Since almost every one of us is ready to cast our vote for president and, if many of us had our way, we would have voted in January, or the day after President Joe Biden turned the reigns over to Kamala Harris in July, why can’t we vote tomorrow, or next Tuesday?
We can’t because the U.S. Constitution sets the date of national elections.
So, let’s change the Constitution. That starts most readily with petitioning our elected representatives.
Since most meaningful and significant change starts at the grass roots, gains momentum and slowly grows into a movement, it is up to us common folks to reach out to our congressional representatives and advocate that they draft their colleagues into supporting and passing a constitutional amendment. It could be as simple as:
“In any presidential election year when citizens are overwhelmingly sick and tired of suffering the candidates running for president, Congress will be required to set the date of federal elections as early as the first Tuesday in February.”

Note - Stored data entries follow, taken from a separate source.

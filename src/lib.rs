//! Docserve - minimal concurrent static file server
//!
//! Core library for request parsing, resource resolution and the
//! bounded-concurrency accept loop.

pub mod config;
pub mod http;
pub mod server;
pub mod static_files;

This is tongue in cheek. It is also completely serious to get us all started in moving toward the massive change needed to drag our federal election rules out of the 18th century and into the present age.
If the United States is the oldest democracy in the world, it long ago lost its vibrancy and verve. In nature, organisms evolve or go extinct. In nature, old organisms ossify and die.
In society, old people are often senile. In a political system built around seniority and controlling and protecting power, change is a threat to the system itself. In the established framework of power here, the rulers defend themselves against change. Our leaders are against the future. In protecting themselves the rest of us are stifled. The system rewards those who keep society from evolving.
What to do? Like the newscaster in the 1976 movie “Network,” we can start with shouting to the world, “I am as mad as hell and not going to take it anymore,” but that is only a start and only momentarily satisfying.
In “Walden” Henry Thoreau wrote, “In the long run men only hit what they aim at. Therefore, though they should fail immediately, they had better aim at something high.”
It is time to take careful aim, to be patient and keep aiming.